I had another great talk with Michael at bedtime last night. As with most children, it is when he opens up the most to me. Our conversation was about two topics that used to fill me with great stress, advocating for myself and asking others for help. Our conversation went something like this.

“Mommy, I want my companion at camp to help me be less nervous. She helps me sing the camp songs and dance, but what I really need help with is calming down when it gets noisy with the other kids.”

“But honey, you have your headphones from home, and when we forgot them yesterday, you had the headphones that the camp has, right? Didn’t that help with the noise?”

“Yes, it did a bit, but when I told Jane that I’m nervous with the noise and all the kids even with my headphones, she told me it’s ok  and not to worry.”

“What would you have liked her to do honey?”

“I would have liked her to take me to a quiet room so I could have stimmed and calmed down there.”

“Did you try asking her to do this Michael?”

“No, Mommy. I didn’t know if she would have done  it. Can you tell her I need that tomorrow? Can you help me Mommy?”

My heart broke for my little guy while swelling with pride at the same time, pride at how well he knows himself and what he needs, and sadness that he is scared to ask for it. He is still little and this is hard so I agree.

“Of course I will help you Michael. I think that Jane will listen to you, but if it’s easier, I will tell her.”

“Yes, Mommy. She’ll listen to you because you’re my Mommy and you’re always there for me. Thank you! I love you!’

“And I love you!”

We hug and I am so thrilled that his first neuro typical camp experience is going well for the most part. But I believe Michael too that he feels sometimes overwhelmed with the noise and bigness of it. This conversation made me realize how much better Michael is with knowing his boundaries at eight years old than I was in my twenties and thirties. Now in my early forties, I asked myself last night do I know my boundaries with people and things?  The answer was a yes, I’m happy to report.
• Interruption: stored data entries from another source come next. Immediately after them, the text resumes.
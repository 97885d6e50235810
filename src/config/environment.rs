//! Configuración de variables de entorno
//!
//! Este módulo maneja la configuración del entorno y variables de configuración.

use rust_decimal::Decimal;
use std::env;
use std::ops::RangeInclusive;
use std::str::FromStr;
use thiserror::Error;

/// Errores de configuración
#[derive(Error, Debug, PartialEq)]
pub enum ConfigError {
    #[error("{0} must be set")]
    Missing(&'static str),

    #[error("{name} has an invalid value '{value}'")]
    Invalid { name: &'static str, value: String },
}

/// Vida máxima de un access token: 30 días
pub const MAX_JWT_EXPIRATION_SECS: u64 = 30 * 24 * 3600;

/// Vida máxima de un refresh token
pub const MAX_REFRESH_TOKEN_DAYS: i64 = 365;

/// Configuración del entorno
#[derive(Debug, Clone)]
pub struct EnvironmentConfig {
    pub environment: String,
    pub port: u16,
    pub host: String,
    pub jwt_secret: String,
    /// Duración del access token en segundos
    pub jwt_expiration: u64,
    pub refresh_token_days: i64,
    pub cors_origins: Vec<String>,
    /// Margen fijo que se suma al precio de compra y reparaciones
    pub sale_margin: Decimal,
    pub log_level: tracing::Level,
}

impl Default for EnvironmentConfig {
    fn default() -> Self {
        Self {
            environment: "development".to_string(),
            port: 3000,
            host: "0.0.0.0".to_string(),
            jwt_secret: String::new(),
            jwt_expiration: 3600,
            refresh_token_days: 1,
            cors_origins: Vec::new(),
            sale_margin: Decimal::from(500),
            log_level: tracing::Level::DEBUG,
        }
    }
}

impl EnvironmentConfig {
    /// Cargar la configuración desde las variables de entorno
    pub fn from_env() -> Result<Self, ConfigError> {
        Self::from_lookup(|name| env::var(name).ok())
    }

    /// Cargar la configuración desde una fuente arbitraria (útil para tests)
    pub fn from_lookup<F>(lookup: F) -> Result<Self, ConfigError>
    where
        F: Fn(&str) -> Option<String>,
    {
        let defaults = Self::default();

        let jwt_secret = lookup("JWT_SECRET")
            .filter(|s| !s.trim().is_empty())
            .ok_or(ConfigError::Missing("JWT_SECRET"))?;

        Ok(Self {
            environment: lookup("ENVIRONMENT").unwrap_or(defaults.environment),
            port: parse_or(&lookup, "PORT", defaults.port)?,
            host: lookup("HOST").unwrap_or(defaults.host),
            jwt_secret,
            jwt_expiration: parse_in_range(
                &lookup,
                "JWT_EXPIRATION",
                defaults.jwt_expiration,
                1..=MAX_JWT_EXPIRATION_SECS,
            )?,
            refresh_token_days: parse_in_range(
                &lookup,
                "REFRESH_TOKEN_DAYS",
                defaults.refresh_token_days,
                1..=MAX_REFRESH_TOKEN_DAYS,
            )?,
            cors_origins: lookup("CORS_ORIGINS")
                .map(|origins| {
                    origins
                        .split(',')
                        .map(|s| s.trim().to_string())
                        .filter(|s| !s.is_empty())
                        .collect()
                })
                .unwrap_or_default(),
            sale_margin: parse_or(&lookup, "SALE_MARGIN", defaults.sale_margin)?,
            log_level: parse_or(&lookup, "LOG_LEVEL", defaults.log_level)?,
        })
    }

    /// Dirección `host:port` en la que escucha el servidor
    pub fn server_url(&self) -> String {
        format!("{}:{}", self.host, self.port)
    }
}

/// Parsear una variable opcional, usando el valor por defecto si no existe
pub(crate) fn parse_or<F, T>(lookup: &F, name: &'static str, default: T) -> Result<T, ConfigError>
where
    F: Fn(&str) -> Option<String>,
    T: FromStr,
{
    match lookup(name) {
        Some(value) => value
            .trim()
            .parse()
            .map_err(|_| ConfigError::Invalid { name, value }),
        None => Ok(default),
    }
}

/// Como `parse_or`, pero el valor debe caer dentro de `range`
pub(crate) fn parse_in_range<F, T>(
    lookup: &F,
    name: &'static str,
    default: T,
    range: RangeInclusive<T>,
) -> Result<T, ConfigError>
where
    F: Fn(&str) -> Option<String>,
    T: FromStr + PartialOrd,
{
    let value = parse_or(lookup, name, default)?;
    if !range.contains(&value) {
        return Err(ConfigError::Invalid {
            name,
            value: lookup(name).unwrap_or_default(),
        });
    }
    Ok(value)
}

#[cfg(test)]
mod tests {
    use super::*;
    use std::collections::HashMap;

    fn lookup_from(vars: &[(&str, &str)]) -> impl Fn(&str) -> Option<String> {
        let map: HashMap<String, String> = vars
            .iter()
            .map(|(k, v)| (k.to_string(), v.to_string()))
            .collect();
        move |name| map.get(name).cloned()
    }

    #[test]
    fn test_jwt_secret_is_required() {
        let result = EnvironmentConfig::from_lookup(lookup_from(&[]));
        assert_eq!(result.unwrap_err(), ConfigError::Missing("JWT_SECRET"));

        let result = EnvironmentConfig::from_lookup(lookup_from(&[("JWT_SECRET", "  ")]));
        assert_eq!(result.unwrap_err(), ConfigError::Missing("JWT_SECRET"));
    }

    #[test]
    fn test_defaults_applied() {
        let config = EnvironmentConfig::from_lookup(lookup_from(&[("JWT_SECRET", "secret")])).unwrap();
        assert_eq!(config.port, 3000);
        assert_eq!(config.jwt_expiration, 3600);
        assert_eq!(config.refresh_token_days, 1);
        assert_eq!(config.sale_margin, Decimal::from(500));
        assert!(config.cors_origins.is_empty());
    }

    #[test]
    fn test_values_parsed() {
        let config = EnvironmentConfig::from_lookup(lookup_from(&[
            ("JWT_SECRET", "secret"),
            ("PORT", "8080"),
            ("ENVIRONMENT", "production"),
            ("SALE_MARGIN", "750.50"),
            ("CORS_ORIGINS", "http://localhost:3000, https://example.com,"),
            ("LOG_LEVEL", "info"),
        ]))
        .unwrap();

        assert_eq!(config.port, 8080);
        assert_eq!(config.environment, "production");
        assert_eq!(config.sale_margin, Decimal::new(75050, 2));
        assert_eq!(config.cors_origins, vec!["http://localhost:3000", "https://example.com"]);
        assert_eq!(config.log_level, tracing::Level::INFO);
        assert_eq!(config.server_url(), "0.0.0.0:8080");
    }

    #[test]
    fn test_invalid_number_is_an_error() {
        let result = EnvironmentConfig::from_lookup(lookup_from(&[
            ("JWT_SECRET", "secret"),
            ("PORT", "not-a-port"),
        ]));
        assert_eq!(
            result.unwrap_err(),
            ConfigError::Invalid { name: "PORT", value: "not-a-port".to_string() }
        );
    }

    #[test]
    fn test_token_lifetimes_out_of_range_are_errors() {
        for (name, value) in [
            ("REFRESH_TOKEN_DAYS", "1000000000"),
            ("REFRESH_TOKEN_DAYS", "0"),
            ("REFRESH_TOKEN_DAYS", "-3"),
            ("JWT_EXPIRATION", "18446744073709551615"),
            ("JWT_EXPIRATION", "0"),
        ] {
            let result = EnvironmentConfig::from_lookup(lookup_from(&[("JWT_SECRET", "secret"), (name, value)]));
            assert_eq!(
                result.unwrap_err(),
                ConfigError::Invalid { name, value: value.to_string() },
                "{}={}",
                name,
                value
            );
        }
    }

    #[test]
    fn test_token_lifetimes_at_the_limit() {
        let max_expiration = MAX_JWT_EXPIRATION_SECS.to_string();
        let max_days = MAX_REFRESH_TOKEN_DAYS.to_string();
        let config = EnvironmentConfig::from_lookup(lookup_from(&[
            ("JWT_SECRET", "secret"),
            ("JWT_EXPIRATION", &max_expiration),
            ("REFRESH_TOKEN_DAYS", &max_days),
        ]))
        .unwrap();

        assert_eq!(config.jwt_expiration, MAX_JWT_EXPIRATION_SECS);
        assert_eq!(config.refresh_token_days, MAX_REFRESH_TOKEN_DAYS);
    }
}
I have particularly learned a lot about them in the last year, and am finally seeing what my body and soul need to feel whole and calm. I also know I have my advocates whom I can turn to, my family, my close friends, my support groups, composed of both writers and other Moms.

Exceptional Moms, do you ask for help for yourself as well as you do for your Exceptional Child? Are you always there for you like you are for them? There’s no shame in asking for help and for what you need to get through the tough situations in life. After all, you’re not only advocating for your child, you are advocating for yourself. Only when you are strong, will everyone benefit from the gift you are meant to bring to the world, the gift of whatever talent you personally possess. Your child is one extension of that gift, the rest is your light to shine on in this world. Until next time.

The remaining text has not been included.